_Required work_
Return the run of lines below that opens with the line containing "pub const ISSUE_NOT_FOUND: &str" and closes with the line containing "selected or not.", keeping each one exact.

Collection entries
▶
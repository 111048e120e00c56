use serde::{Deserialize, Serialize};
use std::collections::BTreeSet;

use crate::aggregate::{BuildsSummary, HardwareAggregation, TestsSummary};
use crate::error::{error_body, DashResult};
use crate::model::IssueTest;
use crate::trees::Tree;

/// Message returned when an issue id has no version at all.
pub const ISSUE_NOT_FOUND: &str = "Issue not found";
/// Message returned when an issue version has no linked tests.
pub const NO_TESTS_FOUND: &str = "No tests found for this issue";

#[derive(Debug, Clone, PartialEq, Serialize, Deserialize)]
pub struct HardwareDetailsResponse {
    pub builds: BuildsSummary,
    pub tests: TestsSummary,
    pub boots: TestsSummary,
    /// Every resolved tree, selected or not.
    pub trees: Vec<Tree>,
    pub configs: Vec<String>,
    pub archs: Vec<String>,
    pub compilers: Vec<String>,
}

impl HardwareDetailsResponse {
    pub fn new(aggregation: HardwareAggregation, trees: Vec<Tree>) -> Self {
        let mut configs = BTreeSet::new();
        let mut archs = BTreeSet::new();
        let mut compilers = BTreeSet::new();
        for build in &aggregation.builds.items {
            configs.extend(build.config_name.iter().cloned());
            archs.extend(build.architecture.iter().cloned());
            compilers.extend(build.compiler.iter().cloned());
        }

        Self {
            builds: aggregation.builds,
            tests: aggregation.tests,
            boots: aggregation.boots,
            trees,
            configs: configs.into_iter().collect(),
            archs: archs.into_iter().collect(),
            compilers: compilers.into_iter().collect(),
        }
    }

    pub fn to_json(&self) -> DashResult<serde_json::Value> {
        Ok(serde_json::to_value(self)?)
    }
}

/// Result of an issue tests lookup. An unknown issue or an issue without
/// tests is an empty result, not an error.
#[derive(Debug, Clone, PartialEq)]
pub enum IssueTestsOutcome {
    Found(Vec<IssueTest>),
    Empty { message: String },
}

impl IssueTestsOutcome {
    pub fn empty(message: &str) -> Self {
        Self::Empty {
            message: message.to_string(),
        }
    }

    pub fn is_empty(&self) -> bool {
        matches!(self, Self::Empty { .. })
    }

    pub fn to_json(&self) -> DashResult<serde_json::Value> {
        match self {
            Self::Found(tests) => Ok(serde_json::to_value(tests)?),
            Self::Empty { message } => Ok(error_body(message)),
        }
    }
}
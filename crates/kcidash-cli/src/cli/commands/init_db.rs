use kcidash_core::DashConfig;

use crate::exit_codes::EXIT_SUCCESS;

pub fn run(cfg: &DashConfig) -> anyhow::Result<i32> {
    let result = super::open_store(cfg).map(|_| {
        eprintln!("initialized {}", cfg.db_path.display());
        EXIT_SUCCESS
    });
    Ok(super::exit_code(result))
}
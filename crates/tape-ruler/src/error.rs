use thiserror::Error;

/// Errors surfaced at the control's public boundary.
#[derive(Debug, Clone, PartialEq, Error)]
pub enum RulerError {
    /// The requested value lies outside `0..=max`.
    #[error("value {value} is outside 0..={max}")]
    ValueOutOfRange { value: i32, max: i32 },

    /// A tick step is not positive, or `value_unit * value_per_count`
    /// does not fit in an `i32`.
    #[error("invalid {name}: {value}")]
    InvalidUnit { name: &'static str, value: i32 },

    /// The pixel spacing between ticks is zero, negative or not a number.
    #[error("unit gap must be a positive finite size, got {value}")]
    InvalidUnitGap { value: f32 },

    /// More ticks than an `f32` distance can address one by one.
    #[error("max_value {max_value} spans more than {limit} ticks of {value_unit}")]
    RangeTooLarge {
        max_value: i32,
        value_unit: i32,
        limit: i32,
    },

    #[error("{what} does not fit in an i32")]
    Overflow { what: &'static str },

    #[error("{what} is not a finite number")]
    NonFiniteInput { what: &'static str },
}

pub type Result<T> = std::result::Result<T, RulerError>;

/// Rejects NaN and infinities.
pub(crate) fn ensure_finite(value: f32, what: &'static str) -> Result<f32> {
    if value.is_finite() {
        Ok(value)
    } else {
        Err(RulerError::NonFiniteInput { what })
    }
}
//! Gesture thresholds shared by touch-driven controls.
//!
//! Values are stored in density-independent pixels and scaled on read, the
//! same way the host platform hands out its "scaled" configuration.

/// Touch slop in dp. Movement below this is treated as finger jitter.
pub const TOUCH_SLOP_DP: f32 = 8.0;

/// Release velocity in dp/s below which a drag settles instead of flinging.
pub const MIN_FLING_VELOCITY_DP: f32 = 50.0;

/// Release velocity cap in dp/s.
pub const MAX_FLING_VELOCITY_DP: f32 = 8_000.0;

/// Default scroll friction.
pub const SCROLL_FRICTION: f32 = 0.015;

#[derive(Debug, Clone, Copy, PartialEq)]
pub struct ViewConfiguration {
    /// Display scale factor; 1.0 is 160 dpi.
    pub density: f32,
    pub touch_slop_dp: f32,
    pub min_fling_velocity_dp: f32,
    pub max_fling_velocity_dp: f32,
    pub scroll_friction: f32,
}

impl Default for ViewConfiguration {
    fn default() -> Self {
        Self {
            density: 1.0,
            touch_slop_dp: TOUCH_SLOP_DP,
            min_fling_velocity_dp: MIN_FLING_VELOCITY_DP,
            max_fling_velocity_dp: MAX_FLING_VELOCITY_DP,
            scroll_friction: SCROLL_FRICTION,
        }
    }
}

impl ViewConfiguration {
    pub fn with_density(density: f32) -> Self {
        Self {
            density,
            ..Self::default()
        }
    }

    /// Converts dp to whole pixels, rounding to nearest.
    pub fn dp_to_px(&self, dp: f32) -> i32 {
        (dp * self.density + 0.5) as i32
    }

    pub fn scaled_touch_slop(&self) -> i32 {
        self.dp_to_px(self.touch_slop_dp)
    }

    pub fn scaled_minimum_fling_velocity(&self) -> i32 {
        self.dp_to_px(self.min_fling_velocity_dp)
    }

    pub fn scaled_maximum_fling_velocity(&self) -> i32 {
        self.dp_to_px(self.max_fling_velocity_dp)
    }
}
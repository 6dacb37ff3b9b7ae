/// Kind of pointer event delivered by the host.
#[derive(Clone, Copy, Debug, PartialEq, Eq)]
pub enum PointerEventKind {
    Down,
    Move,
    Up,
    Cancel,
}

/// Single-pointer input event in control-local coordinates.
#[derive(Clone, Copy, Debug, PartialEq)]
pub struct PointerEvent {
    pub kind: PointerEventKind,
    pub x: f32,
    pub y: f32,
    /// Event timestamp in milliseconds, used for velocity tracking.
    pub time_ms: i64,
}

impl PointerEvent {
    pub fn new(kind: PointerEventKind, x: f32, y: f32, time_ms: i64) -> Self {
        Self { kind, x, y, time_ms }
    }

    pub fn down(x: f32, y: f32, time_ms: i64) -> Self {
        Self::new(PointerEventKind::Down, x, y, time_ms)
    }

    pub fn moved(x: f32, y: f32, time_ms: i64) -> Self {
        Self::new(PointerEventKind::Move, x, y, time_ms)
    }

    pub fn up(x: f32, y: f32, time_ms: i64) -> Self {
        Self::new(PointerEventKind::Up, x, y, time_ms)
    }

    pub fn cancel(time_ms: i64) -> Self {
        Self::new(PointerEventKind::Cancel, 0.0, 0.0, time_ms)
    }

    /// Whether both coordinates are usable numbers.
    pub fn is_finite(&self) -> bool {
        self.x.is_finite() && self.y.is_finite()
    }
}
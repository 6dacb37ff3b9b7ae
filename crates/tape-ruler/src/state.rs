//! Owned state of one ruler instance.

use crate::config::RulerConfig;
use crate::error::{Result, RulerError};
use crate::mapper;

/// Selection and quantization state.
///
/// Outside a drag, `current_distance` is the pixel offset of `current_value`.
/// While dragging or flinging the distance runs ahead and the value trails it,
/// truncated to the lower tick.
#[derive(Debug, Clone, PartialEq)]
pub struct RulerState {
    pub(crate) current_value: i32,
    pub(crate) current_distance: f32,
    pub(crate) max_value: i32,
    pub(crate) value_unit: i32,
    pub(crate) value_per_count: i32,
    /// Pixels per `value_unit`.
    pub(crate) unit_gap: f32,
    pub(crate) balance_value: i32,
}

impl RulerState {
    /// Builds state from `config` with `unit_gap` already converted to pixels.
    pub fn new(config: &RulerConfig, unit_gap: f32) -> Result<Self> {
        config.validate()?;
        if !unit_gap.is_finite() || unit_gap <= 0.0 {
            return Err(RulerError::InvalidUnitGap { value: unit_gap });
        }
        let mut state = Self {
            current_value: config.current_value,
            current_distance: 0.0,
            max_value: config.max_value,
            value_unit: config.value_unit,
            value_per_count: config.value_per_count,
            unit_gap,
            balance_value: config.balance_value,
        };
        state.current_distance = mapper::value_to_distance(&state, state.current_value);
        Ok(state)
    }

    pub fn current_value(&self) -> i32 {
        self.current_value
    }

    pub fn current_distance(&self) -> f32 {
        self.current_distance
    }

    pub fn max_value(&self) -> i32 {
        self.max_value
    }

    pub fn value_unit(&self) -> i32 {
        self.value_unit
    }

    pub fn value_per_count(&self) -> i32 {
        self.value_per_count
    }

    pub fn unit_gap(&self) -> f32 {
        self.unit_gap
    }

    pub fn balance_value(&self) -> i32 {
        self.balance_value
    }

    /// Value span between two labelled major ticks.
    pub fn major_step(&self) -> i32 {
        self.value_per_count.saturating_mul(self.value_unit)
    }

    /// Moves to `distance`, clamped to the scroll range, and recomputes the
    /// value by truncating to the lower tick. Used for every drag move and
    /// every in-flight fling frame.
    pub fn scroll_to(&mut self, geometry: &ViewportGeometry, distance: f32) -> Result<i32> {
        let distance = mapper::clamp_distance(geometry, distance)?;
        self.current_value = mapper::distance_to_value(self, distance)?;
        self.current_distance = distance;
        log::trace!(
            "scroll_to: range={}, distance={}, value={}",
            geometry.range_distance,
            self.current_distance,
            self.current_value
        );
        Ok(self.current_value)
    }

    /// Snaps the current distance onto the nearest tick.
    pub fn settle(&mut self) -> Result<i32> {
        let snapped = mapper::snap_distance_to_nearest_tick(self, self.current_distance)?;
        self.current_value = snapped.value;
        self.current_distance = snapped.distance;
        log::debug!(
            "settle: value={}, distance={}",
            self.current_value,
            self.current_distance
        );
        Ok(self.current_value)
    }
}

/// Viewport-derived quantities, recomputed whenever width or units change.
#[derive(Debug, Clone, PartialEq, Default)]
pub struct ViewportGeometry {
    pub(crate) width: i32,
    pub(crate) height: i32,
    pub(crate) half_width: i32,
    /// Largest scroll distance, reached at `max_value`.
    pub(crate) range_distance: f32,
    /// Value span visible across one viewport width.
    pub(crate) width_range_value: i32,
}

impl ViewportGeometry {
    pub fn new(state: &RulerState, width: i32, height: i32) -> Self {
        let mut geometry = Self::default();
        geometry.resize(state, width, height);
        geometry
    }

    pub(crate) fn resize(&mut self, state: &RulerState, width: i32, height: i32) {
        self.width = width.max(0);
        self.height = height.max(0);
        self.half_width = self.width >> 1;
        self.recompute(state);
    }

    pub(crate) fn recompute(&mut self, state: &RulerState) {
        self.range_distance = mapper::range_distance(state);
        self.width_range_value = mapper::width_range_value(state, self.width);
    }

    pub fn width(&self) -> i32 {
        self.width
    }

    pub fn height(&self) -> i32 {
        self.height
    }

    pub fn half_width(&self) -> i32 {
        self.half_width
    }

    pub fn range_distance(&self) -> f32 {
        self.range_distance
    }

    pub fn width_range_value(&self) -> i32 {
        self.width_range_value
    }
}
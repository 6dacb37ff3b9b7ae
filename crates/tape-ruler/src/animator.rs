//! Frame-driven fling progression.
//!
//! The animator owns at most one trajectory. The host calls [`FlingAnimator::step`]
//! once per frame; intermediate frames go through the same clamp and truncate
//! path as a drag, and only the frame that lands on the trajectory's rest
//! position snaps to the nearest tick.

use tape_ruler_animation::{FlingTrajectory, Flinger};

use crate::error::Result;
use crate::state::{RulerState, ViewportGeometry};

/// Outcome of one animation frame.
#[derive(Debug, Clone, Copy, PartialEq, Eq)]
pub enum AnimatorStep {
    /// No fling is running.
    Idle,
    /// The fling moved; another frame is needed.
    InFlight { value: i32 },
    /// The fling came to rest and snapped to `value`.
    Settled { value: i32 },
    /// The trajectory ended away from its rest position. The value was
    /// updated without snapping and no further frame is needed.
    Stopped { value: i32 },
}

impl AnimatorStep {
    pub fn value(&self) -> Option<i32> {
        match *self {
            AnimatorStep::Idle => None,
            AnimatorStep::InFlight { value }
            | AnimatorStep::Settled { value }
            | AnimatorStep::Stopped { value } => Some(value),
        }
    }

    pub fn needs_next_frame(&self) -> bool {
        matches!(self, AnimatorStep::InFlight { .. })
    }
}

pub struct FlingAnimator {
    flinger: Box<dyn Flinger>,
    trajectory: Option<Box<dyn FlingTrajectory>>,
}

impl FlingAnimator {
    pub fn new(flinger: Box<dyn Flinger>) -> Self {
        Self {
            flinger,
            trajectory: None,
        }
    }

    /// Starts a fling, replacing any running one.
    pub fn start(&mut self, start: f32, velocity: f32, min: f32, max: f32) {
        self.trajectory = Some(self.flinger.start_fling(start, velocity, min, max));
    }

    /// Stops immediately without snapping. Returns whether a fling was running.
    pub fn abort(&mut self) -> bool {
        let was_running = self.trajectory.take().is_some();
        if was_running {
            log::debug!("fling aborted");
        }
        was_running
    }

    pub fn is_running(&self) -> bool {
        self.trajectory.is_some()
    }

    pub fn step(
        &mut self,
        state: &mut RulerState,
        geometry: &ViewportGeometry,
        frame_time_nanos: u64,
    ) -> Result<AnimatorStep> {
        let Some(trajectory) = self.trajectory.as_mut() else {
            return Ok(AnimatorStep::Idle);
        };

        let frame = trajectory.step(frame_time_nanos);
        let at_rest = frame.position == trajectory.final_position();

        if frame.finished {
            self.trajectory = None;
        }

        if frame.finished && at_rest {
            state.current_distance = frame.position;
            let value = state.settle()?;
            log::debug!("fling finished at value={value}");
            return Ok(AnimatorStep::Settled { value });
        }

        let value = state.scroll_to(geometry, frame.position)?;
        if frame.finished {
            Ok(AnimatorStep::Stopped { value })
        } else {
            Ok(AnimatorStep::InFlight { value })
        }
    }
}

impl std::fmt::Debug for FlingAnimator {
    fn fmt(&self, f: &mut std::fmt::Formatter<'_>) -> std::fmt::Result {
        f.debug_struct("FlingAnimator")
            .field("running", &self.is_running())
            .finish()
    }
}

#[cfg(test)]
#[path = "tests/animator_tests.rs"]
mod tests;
◀
_Answer to this exercise_
pub const ISSUE_NOT_FOUND: &str = "Issue not found";
/// Message returned when an issue version has no linked tests.
pub const NO_TESTS_FOUND: &str = "No tests found for this issue";

#[derive(Debug, Clone, PartialEq, Serialize, Deserialize)]
pub struct HardwareDetailsResponse {
    pub builds: BuildsSummary,
    pub tests: TestsSummary,
    pub boots: TestsSummary,
    /// Every resolved tree, selected or not.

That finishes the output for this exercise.